Last week I wrote a blog post about how frustrated I was feeling, not having the time I wanted to write. In the last few days, though, I’ve been seeing things from a different perspective. I still have to steal bits and pieces of time to work on my naughty stories. However, when I do manage to sneak away for an hour or two as Lisabet Sarai, I’ve been amazed at how easily the words flow.
This
seems to be true regardless of the story or the genre. I just
finished a short story for an anthology. It’s darkly erotic, full
of poetry and emotion. To be honest, I believe it is among the best
things I’ve ever written. At the same time, I’m working on my
silly, smutty novella set in Larry’s world, which is totally
different in mood and style. In both cases, I’ve felt a remarkable
sense of freedom and control. Well, not exactly control—I believe
that inspiration can’t be summoned and hence is not subject to
conscious control— but a sense of the writing being in sync with my
intentions and desires.
I’ve
been writing and publishing for nearly twenty years. Maybe I have
finally learned how to do it right.
The
other day I was chatting online with an author friend, about my
recent erotic romance Damned If You Do. It’s a rather
unconventional story, which breaks a lot of romance rules. I really
didn’t think this tale, about a romance author who makes a deal
with the devil, would be well-received, but I felt compelled to write
it any way. It’s a deeply personal story. No, I haven’t been
approached by Mephistopheles and offered a contract.

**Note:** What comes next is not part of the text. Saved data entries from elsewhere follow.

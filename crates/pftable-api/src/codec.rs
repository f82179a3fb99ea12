// This Source Code Form is subject to the terms of the Mozilla Public
// License, v. 2.0. If a copy of the MPL was not distributed with this
// file, You can obtain one at https://mozilla.org/MPL/2.0/.

// Copyright 2026 Oxide Computer Company

//! Conversion between [`TableAddr`] and the kernel's address record.
//!
//! In the kernel an address record carries a union of an IPv4 and an
//! IPv6 address, disambiguated only by a sibling family tag. Here the
//! tag is checked first and decides how many address bytes are read;
//! a tag that is neither of the two known values is an error, never a
//! guess.

use super::abi::ADDR_BYTES;
use super::abi::AbiError;
use super::abi::FamilyTags;
use super::abi::PlatformAbi;
use super::abi::RecordLayout;
use super::addr::TableAddr;
use std::net::IpAddr;
use std::net::Ipv4Addr;
use std::net::Ipv6Addr;
use thiserror::Error;

/// Errors decoding an address record.
#[derive(Clone, Debug, Eq, Error, PartialEq)]
pub enum CodecError {
    #[error("unsupported address family: {0}")]
    UnsupportedAddressFamily(u8),

    #[error("bad {family} prefix length in record: {len}")]
    BadPrefixLen { family: &'static str, len: u8 },

    #[error("record is {actual} bytes, expected {expected}")]
    RecordSize { expected: usize, actual: usize },
}

/// One address record in its raw wire form.
///
/// Only [`AddrCodec`] produces or interprets the contents.
#[derive(Clone, Debug, Eq, Hash, PartialEq)]
pub struct AddrRecord(Vec<u8>);

impl AddrRecord {
    pub fn from_bytes(bytes: Vec<u8>) -> Self {
        Self(bytes)
    }

    pub fn as_bytes(&self) -> &[u8] {
        &self.0
    }

    pub fn len(&self) -> usize {
        self.0.len()
    }
}

/// A contiguous array of address records, as handed to the kernel.
#[derive(Clone, Debug, Eq, PartialEq)]
pub struct RecordBuf {
    record_size: usize,
    bytes: Vec<u8>,
}

impl RecordBuf {
    /// An empty buffer of records of `record_size` bytes.
    pub fn new(record_size: usize) -> Self {
        Self { record_size, bytes: Vec::new() }
    }

    /// A buffer of `count` zeroed records, for the kernel to fill, or
    /// `None` if its size in bytes overflows.
    pub fn zeroed(record_size: usize, count: usize) -> Option<Self> {
        let len = record_size.checked_mul(count)?;
        Some(Self { record_size, bytes: vec![0; len] })
    }

    /// Append a record.
    pub fn push(&mut self, rec: &AddrRecord) -> Result<(), CodecError> {
        if rec.len() != self.record_size {
            return Err(CodecError::RecordSize {
                expected: self.record_size,
                actual: rec.len(),
            });
        }

        self.bytes.extend_from_slice(rec.as_bytes());
        Ok(())
    }

    pub fn record_size(&self) -> usize {
        self.record_size
    }

    /// The number of records in the buffer.
    pub fn len(&self) -> usize {
        self.bytes.len().checked_div(self.record_size).unwrap_or(0)
    }

    pub fn is_empty(&self) -> bool {
        self.bytes.is_empty()
    }

    /// Keep only the first `count` records.
    pub fn truncate(&mut self, count: usize) {
        self.bytes.truncate(count.saturating_mul(self.record_size));
    }

    /// Iterate over the raw bytes of each record.
    pub fn iter(&self) -> impl Iterator<Item = &[u8]> {
        // A zero-sized record can only ever be pushed as nothing, so
        // the buffer is empty and any nonzero chunk size yields nothing.
        self.bytes.chunks_exact(self.record_size.max(1))
    }

    /// Copy out each record.
    pub fn records(&self) -> Vec<AddrRecord> {
        self.iter().map(|b| AddrRecord(b.to_vec())).collect()
    }

    pub fn as_bytes(&self) -> &[u8] {
        &self.bytes
    }

    pub fn as_mut_bytes(&mut self) -> &mut [u8] {
        &mut self.bytes
    }
}

/// Encodes and decodes address records for one target.
#[derive(Clone, Copy, Debug)]
pub struct AddrCodec {
    layout: RecordLayout,
    family: FamilyTags,
}

impl AddrCodec {
    /// Build a codec for `abi`, which is validated first: every offset
    /// the codec writes must lie inside the record.
    pub fn new(abi: &PlatformAbi) -> Result<Self, AbiError> {
        abi.validate()?;
        Ok(Self { layout: abi.record, family: abi.family })
    }

    pub fn record_size(&self) -> usize {
        self.layout.size
    }

    /// An empty record buffer sized for this target.
    pub fn buf(&self) -> RecordBuf {
        RecordBuf::new(self.layout.size)
    }

    pub fn encode(&self, addr: &TableAddr) -> AddrRecord {
        let mut rec = vec![0u8; self.layout.size];
        self.encode_into(addr, &mut rec);
        AddrRecord(rec)
    }

    /// Encode every address, in order, into one contiguous buffer.
    pub fn encode_all<'a>(
        &self,
        addrs: impl IntoIterator<Item = &'a TableAddr>,
    ) -> RecordBuf {
        let addrs = addrs.into_iter();
        let mut bytes =
            Vec::with_capacity(addrs.size_hint().0 * self.layout.size);
        for addr in addrs {
            let start = bytes.len();
            bytes.resize(start + self.layout.size, 0);
            self.encode_into(addr, &mut bytes[start..]);
        }

        RecordBuf { record_size: self.layout.size, bytes }
    }

    // `rec` must be exactly one zeroed record.
    fn encode_into(&self, addr: &TableAddr, rec: &mut [u8]) {
        let af = match addr.ip() {
            IpAddr::V4(ip) => {
                rec[..4].copy_from_slice(&ip.octets());
                self.family.inet
            }

            IpAddr::V6(ip) => {
                rec[..ADDR_BYTES].copy_from_slice(&ip.octets());
                self.family.inet6
            }
        };

        rec[self.layout.af_offset] = af;
        rec[self.layout.net_offset] = addr.effective_prefix_len();
        rec[self.layout.not_offset] = u8::from(addr.is_negated());
    }

    pub fn decode(&self, rec: &AddrRecord) -> Result<TableAddr, CodecError> {
        self.decode_bytes(rec.as_bytes())
    }

    /// Decode one record from its raw bytes.
    pub fn decode_bytes(&self, rec: &[u8]) -> Result<TableAddr, CodecError> {
        if rec.len() != self.layout.size {
            return Err(CodecError::RecordSize {
                expected: self.layout.size,
                actual: rec.len(),
            });
        }

        let af = rec[self.layout.af_offset];
        let (ip, family) = if af == self.family.inet {
            let mut octets = [0u8; 4];
            octets.copy_from_slice(&rec[..4]);
            (IpAddr::V4(Ipv4Addr::from(octets)), "IPv4")
        } else if af == self.family.inet6 {
            let mut octets = [0u8; ADDR_BYTES];
            octets.copy_from_slice(&rec[..ADDR_BYTES]);
            (IpAddr::V6(Ipv6Addr::from(octets)), "IPv6")
        } else {
            return Err(CodecError::UnsupportedAddressFamily(af));
        };

        let net = rec[self.layout.net_offset];
        let addr = TableAddr::network(ip, net)
            .map_err(|_| CodecError::BadPrefixLen { family, len: net })?;

        Ok(addr.with_negation(rec[self.layout.not_offset] != 0))
    }

    /// Decode every record in `buf`.
    pub fn decode_all(
        &self,
        buf: &RecordBuf,
    ) -> Result<Vec<TableAddr>, CodecError> {
        buf.iter().map(|rec| self.decode_bytes(rec)).collect()
    }
}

But sometimes
I’ve felt the same despair experienced by my heroine Wendy—the
fear that no matter how good a book I write, it doesn’t matter,
because nobody is going to buy it.
Wendy
(spoiler alert!) ultimately breaks her infernal contract and keeps
her soul. In talking to my friend, I experienced an epiphany. I
realized that by writing Wendy’s story, I had exorcised my own
demons of envy and regret.
I’m
through writing for the market. Not that I won’t try to sell my
books, but if I can’t, that’s okay. It’s more important for me
to write what’s in my heart or what tickles my imagination, to
challenge myself with new genres, themes and forms—to have fun.
At
last, I’m free to be Lisabet Sarai—whenever
I can find the time!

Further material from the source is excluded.